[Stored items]
------
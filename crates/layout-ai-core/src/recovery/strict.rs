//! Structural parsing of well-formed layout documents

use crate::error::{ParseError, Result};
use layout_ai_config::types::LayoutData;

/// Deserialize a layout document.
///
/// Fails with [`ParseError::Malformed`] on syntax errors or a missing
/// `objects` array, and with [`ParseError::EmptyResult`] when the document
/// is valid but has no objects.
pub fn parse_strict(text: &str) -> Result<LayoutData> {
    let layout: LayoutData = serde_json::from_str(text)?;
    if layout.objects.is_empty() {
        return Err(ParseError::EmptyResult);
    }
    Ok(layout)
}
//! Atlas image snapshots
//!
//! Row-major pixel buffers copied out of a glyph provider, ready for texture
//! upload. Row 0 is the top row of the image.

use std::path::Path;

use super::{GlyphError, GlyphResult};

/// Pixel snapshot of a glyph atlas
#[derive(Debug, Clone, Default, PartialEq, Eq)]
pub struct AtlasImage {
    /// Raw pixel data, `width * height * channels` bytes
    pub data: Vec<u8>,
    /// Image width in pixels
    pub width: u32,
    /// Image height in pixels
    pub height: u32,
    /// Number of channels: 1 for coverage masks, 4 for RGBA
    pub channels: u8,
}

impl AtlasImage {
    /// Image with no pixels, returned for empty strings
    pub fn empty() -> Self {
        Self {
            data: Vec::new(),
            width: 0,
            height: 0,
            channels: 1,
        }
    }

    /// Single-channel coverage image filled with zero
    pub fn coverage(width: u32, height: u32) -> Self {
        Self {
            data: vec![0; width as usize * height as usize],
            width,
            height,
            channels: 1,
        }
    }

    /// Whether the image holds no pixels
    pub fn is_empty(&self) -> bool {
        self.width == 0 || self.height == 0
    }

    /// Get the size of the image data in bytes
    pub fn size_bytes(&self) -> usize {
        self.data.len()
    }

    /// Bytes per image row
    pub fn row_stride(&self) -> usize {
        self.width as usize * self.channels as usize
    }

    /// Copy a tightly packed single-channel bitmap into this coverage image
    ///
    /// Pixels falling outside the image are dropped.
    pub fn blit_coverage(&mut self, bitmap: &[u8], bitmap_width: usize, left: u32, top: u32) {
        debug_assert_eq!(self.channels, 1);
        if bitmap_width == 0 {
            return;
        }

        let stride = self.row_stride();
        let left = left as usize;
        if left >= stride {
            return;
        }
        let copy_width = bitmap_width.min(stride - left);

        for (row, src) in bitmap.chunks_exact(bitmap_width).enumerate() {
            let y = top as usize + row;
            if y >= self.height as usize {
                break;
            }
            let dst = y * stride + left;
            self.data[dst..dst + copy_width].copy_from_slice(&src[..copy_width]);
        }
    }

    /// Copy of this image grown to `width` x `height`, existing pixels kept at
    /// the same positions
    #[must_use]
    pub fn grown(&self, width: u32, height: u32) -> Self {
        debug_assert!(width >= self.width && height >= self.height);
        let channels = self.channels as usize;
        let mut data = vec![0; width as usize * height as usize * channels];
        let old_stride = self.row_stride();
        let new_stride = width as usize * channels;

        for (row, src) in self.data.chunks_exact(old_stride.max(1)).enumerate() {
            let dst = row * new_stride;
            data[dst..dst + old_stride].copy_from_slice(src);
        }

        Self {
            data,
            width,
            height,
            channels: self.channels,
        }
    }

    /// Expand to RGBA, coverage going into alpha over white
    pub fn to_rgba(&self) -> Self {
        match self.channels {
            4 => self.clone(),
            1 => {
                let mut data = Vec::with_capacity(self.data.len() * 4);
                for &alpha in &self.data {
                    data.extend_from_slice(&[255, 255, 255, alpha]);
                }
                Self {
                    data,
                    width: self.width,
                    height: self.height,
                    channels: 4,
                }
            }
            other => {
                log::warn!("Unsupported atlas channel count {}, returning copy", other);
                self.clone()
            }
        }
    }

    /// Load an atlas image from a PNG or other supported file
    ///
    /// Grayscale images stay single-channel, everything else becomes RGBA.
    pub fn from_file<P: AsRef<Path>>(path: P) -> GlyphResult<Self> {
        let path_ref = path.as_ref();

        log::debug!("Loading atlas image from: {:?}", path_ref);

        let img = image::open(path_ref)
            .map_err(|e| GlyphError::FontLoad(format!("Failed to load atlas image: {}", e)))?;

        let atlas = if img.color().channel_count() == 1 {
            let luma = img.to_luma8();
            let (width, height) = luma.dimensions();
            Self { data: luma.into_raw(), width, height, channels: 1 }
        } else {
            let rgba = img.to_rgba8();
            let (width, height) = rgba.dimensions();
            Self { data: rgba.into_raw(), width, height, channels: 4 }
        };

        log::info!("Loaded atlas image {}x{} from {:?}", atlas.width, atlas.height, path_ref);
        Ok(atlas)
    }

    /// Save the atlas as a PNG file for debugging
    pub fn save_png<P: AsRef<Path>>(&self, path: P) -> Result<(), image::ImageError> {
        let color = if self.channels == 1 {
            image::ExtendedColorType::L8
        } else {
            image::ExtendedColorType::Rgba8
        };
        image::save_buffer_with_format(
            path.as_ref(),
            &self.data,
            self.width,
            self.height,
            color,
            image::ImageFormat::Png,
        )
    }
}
------
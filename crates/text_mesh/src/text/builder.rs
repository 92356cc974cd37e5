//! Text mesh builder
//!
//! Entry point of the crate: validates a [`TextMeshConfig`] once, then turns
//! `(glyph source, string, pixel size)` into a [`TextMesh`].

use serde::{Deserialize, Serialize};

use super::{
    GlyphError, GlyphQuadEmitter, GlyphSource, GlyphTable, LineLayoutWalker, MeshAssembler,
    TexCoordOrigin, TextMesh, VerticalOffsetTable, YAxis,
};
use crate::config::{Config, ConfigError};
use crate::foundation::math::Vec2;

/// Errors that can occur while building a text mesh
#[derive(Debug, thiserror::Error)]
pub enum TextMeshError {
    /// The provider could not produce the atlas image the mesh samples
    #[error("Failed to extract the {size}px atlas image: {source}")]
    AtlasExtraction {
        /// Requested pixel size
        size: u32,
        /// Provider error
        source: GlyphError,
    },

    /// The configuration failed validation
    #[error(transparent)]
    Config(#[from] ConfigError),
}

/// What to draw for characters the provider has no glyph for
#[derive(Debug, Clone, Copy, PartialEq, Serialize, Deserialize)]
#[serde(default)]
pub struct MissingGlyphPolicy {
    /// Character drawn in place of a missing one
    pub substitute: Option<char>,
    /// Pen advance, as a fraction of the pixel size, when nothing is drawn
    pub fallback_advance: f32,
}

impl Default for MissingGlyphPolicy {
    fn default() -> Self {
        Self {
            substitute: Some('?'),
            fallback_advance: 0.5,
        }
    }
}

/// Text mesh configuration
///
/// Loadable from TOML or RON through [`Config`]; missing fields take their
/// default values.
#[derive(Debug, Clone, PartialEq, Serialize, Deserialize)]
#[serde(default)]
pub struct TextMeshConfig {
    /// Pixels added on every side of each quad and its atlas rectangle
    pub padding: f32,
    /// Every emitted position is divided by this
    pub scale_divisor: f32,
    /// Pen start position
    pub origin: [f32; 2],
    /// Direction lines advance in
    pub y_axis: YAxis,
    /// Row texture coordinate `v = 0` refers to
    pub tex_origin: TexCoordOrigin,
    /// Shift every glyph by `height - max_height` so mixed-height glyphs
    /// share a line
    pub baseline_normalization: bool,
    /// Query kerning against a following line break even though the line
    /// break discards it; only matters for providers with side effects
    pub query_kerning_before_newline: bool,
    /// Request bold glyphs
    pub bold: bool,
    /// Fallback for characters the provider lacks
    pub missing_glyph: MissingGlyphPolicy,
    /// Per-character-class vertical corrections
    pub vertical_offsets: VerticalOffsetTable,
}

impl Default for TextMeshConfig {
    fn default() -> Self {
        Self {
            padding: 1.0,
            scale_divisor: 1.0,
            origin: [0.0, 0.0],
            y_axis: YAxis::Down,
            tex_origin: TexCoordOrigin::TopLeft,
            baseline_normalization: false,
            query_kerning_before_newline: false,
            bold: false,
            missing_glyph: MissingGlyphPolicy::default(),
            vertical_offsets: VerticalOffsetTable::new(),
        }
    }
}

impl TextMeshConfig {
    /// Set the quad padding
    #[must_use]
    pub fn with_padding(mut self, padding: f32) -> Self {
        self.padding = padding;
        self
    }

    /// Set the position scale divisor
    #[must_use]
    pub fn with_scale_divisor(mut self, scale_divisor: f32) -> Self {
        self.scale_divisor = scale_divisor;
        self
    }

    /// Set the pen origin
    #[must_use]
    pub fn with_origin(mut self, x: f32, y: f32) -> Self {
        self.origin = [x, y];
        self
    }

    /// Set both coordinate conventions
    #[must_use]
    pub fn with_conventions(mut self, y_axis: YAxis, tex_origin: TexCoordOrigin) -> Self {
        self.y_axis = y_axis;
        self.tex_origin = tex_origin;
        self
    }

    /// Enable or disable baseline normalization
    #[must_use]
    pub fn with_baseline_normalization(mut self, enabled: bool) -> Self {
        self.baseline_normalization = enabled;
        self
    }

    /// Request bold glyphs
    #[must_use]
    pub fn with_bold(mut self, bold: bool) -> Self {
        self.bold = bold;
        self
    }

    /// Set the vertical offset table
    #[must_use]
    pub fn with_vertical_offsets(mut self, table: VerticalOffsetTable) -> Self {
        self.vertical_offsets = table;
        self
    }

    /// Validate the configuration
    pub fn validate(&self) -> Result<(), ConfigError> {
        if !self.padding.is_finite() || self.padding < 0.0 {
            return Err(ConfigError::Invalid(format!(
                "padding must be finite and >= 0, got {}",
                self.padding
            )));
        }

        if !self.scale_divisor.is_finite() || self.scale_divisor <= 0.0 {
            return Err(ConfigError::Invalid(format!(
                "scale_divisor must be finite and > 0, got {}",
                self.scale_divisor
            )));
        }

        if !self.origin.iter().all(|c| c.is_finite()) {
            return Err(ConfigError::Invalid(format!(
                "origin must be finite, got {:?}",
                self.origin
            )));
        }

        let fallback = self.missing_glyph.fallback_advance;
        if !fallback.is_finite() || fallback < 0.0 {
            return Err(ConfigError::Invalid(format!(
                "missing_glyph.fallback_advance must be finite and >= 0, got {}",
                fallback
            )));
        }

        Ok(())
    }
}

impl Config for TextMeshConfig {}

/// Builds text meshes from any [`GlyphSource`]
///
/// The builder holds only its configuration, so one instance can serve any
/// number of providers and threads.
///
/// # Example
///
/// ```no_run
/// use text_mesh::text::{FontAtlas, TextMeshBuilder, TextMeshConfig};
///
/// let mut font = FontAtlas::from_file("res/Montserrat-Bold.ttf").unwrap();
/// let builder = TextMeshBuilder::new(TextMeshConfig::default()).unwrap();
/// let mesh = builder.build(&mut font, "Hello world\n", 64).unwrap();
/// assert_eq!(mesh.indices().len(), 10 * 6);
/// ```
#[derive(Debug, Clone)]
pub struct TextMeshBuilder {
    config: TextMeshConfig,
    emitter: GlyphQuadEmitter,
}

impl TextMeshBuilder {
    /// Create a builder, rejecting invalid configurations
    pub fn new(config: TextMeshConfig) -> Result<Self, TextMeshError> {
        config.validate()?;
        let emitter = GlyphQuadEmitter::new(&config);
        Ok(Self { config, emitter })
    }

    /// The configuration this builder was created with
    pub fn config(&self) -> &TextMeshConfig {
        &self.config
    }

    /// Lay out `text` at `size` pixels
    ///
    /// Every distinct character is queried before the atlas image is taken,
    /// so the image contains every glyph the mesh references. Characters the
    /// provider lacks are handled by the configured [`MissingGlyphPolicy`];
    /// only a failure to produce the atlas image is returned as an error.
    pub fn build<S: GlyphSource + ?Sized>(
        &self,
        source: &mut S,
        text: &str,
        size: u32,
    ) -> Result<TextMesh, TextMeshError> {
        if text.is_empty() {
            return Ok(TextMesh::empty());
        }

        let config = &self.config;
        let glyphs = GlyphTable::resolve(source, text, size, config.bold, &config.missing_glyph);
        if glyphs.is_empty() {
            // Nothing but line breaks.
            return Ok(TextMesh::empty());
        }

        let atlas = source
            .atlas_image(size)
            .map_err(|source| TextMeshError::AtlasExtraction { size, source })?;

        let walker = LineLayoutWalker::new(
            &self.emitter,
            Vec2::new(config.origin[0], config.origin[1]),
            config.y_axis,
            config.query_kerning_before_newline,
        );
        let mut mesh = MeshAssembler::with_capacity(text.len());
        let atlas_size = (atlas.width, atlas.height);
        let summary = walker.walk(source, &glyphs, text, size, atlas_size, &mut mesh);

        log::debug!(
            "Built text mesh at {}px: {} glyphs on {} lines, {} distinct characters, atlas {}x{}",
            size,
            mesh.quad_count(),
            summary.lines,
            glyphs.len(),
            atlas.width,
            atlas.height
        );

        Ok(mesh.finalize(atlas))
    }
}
------
* _What you are asked to do_
Which lines above contain the word "AtlasImage"? Copy each of them.

* _Completed task_
pub struct AtlasImage {
impl AtlasImage {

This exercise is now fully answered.